[Stored items]
-- Opening Marker --

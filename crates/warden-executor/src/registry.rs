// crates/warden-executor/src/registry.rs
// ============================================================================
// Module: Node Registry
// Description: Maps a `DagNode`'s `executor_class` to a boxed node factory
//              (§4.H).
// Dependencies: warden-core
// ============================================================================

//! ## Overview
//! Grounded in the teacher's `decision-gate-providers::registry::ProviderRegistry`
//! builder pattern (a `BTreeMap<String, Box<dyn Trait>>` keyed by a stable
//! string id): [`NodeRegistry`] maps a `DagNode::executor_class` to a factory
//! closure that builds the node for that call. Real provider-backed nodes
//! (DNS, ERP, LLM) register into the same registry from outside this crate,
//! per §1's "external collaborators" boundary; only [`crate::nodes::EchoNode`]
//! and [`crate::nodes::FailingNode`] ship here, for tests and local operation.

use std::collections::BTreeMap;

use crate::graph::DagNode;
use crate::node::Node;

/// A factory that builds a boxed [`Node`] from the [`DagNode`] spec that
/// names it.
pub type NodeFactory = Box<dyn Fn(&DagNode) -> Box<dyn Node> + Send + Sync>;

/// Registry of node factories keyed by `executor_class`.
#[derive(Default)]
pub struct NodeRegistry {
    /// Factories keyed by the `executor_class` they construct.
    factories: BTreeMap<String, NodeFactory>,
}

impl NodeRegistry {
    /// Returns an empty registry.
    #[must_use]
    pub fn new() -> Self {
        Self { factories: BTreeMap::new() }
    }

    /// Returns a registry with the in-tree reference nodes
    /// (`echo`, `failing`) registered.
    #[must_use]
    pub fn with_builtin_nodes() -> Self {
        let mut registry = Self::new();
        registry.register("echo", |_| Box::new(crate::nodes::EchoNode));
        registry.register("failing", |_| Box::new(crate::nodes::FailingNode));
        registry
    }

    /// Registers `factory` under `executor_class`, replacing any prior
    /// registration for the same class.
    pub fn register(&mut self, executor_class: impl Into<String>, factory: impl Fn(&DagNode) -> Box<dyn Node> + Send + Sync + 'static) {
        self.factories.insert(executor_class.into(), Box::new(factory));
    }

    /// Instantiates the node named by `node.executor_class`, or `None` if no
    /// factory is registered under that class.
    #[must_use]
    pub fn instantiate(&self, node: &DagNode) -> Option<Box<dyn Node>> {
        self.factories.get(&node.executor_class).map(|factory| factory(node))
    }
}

-- Closing Marker --
-- Opening Marker --

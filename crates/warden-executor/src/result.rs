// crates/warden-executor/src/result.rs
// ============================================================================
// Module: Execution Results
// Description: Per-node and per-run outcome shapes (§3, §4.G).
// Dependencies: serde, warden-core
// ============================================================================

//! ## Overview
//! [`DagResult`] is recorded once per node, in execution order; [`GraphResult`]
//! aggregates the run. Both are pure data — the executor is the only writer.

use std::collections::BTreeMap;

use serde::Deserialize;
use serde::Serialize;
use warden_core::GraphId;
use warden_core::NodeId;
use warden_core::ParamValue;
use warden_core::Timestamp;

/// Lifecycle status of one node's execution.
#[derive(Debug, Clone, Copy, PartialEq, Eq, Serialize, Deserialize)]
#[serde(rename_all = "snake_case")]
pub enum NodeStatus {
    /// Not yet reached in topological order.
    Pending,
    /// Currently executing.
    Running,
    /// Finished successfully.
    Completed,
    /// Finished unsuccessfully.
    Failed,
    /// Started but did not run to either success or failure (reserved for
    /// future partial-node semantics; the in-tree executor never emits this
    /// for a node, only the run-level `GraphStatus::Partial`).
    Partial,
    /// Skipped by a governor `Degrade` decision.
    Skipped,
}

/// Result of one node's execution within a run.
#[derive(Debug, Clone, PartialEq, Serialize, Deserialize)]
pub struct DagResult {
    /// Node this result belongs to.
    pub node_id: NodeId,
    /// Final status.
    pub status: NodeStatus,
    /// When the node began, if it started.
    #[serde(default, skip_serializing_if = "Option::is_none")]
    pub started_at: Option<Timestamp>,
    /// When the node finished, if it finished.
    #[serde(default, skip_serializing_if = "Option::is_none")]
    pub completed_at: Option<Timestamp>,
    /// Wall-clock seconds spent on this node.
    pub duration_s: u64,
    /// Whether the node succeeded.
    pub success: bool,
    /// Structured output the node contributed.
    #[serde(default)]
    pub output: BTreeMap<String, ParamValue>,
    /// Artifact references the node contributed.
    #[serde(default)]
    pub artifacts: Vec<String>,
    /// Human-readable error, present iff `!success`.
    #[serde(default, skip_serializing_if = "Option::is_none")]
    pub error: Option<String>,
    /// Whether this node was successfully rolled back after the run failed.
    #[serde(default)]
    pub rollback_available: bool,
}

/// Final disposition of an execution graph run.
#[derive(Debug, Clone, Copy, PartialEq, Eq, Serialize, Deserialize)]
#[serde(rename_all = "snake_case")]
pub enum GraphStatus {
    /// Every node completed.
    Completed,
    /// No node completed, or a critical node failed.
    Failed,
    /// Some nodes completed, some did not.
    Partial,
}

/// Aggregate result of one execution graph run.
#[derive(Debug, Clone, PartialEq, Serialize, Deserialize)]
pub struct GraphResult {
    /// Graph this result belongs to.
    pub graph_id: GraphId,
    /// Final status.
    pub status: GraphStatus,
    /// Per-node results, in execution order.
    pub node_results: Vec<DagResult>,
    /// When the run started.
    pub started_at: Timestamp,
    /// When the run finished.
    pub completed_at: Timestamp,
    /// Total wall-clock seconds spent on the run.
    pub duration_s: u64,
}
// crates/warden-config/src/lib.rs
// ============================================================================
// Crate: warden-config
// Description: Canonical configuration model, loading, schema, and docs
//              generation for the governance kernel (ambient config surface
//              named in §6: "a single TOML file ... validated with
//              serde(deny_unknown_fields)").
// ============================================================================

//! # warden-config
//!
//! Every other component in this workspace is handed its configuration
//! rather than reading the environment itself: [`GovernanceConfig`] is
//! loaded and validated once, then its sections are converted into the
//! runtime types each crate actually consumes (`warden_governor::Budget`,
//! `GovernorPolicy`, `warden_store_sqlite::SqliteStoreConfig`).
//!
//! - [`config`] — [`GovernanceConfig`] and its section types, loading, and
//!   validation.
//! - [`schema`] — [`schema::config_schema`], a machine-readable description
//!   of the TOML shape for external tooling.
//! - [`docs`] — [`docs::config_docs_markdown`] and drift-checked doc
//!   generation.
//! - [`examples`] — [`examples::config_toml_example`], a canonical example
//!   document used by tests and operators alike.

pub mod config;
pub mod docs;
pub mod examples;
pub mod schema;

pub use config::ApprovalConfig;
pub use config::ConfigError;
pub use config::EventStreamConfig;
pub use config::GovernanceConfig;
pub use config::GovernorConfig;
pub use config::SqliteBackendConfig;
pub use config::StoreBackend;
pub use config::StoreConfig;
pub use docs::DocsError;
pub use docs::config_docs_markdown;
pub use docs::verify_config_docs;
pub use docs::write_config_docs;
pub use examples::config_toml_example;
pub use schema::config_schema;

-- Closing Marker --

- [ASSIGNED TASK]
Match on "Dependencies" and report each line of the data above that has it.

- [REPLY]
// Dependencies: warden-core
// Dependencies: serde, warden-core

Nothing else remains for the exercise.